## AIM OF THE EXERCISE
Nothing but a number should be returned: the count of lines in the records that contain "reqwest".

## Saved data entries
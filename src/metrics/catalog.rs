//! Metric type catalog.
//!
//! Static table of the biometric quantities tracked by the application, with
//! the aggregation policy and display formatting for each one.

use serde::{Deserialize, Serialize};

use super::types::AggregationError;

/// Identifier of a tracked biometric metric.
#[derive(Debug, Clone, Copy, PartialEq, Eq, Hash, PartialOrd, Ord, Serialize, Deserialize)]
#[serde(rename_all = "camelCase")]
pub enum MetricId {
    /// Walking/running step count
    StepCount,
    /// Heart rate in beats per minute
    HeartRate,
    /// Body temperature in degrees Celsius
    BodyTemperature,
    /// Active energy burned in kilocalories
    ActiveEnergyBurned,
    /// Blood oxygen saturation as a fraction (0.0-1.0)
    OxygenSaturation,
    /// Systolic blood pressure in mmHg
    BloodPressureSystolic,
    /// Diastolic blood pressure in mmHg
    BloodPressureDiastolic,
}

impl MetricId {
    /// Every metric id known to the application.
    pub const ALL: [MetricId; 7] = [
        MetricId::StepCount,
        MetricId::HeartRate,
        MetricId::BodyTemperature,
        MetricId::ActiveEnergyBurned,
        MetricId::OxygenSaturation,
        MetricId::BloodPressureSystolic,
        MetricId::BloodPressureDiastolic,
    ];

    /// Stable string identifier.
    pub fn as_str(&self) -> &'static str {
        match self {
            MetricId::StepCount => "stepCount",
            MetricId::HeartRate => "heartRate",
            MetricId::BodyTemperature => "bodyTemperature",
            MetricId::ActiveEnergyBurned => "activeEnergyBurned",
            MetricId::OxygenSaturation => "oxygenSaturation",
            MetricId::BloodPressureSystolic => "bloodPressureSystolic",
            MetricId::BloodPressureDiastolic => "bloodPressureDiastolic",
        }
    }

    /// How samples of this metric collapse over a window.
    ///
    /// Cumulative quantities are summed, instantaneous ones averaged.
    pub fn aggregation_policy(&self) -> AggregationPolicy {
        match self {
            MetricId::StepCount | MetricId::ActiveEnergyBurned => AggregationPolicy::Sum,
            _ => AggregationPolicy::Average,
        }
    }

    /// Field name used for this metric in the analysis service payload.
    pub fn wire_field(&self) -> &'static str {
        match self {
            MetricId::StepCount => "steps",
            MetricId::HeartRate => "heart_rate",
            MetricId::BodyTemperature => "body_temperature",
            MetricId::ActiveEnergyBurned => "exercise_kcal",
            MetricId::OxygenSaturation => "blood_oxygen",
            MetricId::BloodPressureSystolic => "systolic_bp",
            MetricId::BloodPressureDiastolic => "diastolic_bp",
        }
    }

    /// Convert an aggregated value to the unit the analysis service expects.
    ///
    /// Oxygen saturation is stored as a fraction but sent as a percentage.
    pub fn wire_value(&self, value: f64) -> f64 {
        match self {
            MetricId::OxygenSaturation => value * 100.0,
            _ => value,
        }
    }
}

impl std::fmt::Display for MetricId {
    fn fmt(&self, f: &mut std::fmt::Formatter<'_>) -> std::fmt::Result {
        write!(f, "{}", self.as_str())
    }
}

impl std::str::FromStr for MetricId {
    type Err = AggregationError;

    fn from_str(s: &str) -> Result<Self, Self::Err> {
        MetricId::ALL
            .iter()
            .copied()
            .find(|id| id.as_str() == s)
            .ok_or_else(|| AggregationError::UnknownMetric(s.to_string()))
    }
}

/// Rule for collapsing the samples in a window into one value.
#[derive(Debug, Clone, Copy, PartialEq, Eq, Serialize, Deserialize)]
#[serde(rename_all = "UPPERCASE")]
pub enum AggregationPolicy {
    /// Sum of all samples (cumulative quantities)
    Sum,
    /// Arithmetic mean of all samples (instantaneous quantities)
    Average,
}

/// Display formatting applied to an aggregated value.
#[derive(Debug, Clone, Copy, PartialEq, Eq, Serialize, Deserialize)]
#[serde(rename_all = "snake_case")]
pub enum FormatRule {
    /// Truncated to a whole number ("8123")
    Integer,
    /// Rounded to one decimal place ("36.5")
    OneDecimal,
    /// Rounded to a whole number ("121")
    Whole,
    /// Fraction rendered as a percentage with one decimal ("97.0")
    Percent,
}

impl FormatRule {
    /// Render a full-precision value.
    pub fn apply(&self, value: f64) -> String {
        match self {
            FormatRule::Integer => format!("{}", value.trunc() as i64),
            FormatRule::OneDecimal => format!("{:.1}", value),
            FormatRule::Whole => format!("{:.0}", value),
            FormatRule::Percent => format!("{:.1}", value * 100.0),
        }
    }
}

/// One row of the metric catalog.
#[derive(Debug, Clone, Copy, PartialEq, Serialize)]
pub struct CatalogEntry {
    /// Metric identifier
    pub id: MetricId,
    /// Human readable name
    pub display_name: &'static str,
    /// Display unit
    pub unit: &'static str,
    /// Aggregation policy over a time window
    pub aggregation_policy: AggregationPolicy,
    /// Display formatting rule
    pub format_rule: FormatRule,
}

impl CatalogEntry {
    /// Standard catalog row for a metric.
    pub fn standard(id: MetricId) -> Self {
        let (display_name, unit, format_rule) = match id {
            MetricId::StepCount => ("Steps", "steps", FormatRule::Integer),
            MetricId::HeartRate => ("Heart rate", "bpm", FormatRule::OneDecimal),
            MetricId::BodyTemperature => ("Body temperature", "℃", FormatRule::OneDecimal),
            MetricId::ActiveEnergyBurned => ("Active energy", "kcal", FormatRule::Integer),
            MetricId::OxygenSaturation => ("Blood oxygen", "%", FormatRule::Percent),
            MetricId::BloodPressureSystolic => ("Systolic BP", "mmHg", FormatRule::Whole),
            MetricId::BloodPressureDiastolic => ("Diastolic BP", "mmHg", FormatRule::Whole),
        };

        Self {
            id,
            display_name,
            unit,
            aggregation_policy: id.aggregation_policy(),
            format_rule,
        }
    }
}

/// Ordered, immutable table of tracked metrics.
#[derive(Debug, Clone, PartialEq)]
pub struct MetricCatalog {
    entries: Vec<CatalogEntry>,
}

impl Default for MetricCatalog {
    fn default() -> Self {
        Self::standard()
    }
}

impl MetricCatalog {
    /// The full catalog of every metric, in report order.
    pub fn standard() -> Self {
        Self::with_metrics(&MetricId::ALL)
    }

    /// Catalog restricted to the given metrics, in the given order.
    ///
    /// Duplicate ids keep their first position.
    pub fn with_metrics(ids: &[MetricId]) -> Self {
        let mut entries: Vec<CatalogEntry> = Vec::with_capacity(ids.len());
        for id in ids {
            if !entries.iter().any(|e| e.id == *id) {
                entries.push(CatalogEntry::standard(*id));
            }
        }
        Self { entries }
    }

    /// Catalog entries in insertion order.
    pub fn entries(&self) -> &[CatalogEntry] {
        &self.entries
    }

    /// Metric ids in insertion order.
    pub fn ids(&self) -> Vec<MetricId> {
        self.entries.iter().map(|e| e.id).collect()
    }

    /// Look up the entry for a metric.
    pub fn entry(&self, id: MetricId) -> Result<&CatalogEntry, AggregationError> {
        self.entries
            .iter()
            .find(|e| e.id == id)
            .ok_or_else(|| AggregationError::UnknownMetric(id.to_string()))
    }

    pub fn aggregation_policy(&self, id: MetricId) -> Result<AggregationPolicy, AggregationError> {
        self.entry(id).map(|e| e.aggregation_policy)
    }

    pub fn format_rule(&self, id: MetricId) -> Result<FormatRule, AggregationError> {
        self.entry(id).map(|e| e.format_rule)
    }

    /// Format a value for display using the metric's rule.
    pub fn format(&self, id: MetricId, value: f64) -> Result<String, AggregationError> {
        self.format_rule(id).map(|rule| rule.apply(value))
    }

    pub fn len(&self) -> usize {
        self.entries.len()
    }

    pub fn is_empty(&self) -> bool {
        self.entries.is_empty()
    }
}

...

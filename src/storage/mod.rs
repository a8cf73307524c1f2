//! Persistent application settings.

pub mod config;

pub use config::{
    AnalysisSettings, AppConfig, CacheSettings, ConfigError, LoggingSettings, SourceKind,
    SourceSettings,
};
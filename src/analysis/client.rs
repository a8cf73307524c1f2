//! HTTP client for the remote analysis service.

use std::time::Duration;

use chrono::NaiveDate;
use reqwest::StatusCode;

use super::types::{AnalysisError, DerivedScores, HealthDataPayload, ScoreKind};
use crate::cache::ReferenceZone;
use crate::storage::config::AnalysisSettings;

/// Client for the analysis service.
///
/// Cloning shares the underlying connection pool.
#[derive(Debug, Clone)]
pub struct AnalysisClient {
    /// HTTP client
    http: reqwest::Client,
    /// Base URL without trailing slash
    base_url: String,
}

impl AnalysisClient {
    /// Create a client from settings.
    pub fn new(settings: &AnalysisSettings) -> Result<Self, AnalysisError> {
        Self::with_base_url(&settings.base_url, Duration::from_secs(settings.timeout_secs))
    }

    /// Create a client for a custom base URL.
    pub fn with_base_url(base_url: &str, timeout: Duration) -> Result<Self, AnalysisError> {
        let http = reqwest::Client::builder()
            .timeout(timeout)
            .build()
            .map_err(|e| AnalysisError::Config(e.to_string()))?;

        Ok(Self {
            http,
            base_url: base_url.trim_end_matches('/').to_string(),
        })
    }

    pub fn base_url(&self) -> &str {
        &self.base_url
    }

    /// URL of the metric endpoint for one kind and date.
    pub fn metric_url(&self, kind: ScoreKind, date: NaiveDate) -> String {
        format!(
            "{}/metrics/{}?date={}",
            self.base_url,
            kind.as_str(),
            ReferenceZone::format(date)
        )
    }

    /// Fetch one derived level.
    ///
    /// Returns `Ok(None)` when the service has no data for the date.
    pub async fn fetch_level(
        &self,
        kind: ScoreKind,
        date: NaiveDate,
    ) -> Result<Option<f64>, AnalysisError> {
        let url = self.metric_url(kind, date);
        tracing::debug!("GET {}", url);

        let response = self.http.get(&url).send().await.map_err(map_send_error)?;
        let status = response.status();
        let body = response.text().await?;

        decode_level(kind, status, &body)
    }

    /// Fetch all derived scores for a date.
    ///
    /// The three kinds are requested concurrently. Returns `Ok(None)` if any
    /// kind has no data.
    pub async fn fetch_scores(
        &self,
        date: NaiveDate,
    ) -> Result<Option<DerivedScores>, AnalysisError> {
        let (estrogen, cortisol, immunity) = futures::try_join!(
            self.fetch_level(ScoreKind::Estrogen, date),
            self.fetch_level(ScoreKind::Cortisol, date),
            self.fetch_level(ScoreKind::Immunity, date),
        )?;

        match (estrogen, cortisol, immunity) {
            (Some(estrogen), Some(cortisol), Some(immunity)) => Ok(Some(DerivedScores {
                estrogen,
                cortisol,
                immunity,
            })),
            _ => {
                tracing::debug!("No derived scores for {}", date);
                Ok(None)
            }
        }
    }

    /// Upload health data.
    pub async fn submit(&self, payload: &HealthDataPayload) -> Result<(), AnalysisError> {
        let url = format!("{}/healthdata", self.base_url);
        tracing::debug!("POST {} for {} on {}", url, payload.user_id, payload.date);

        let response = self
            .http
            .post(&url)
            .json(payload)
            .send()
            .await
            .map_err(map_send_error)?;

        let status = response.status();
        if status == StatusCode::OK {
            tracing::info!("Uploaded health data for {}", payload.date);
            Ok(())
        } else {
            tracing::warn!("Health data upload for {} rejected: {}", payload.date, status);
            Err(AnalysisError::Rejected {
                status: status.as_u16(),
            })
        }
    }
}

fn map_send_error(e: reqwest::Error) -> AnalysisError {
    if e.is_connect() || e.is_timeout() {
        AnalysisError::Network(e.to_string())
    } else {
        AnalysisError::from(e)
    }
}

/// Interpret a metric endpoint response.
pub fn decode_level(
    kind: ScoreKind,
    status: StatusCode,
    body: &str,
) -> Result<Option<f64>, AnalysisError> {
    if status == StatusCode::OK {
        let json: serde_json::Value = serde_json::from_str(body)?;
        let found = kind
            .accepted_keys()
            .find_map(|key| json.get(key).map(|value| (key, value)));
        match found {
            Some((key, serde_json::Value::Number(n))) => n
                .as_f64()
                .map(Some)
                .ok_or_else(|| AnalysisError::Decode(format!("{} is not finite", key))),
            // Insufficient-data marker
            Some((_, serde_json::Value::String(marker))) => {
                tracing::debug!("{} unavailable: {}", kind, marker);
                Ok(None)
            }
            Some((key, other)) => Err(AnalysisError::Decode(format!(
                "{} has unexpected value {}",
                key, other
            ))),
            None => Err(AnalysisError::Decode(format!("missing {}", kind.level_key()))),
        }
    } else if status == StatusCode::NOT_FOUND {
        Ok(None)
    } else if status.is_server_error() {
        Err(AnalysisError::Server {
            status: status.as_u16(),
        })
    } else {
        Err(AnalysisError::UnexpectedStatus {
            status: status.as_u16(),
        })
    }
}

## ANSWER TO THIS TASK
4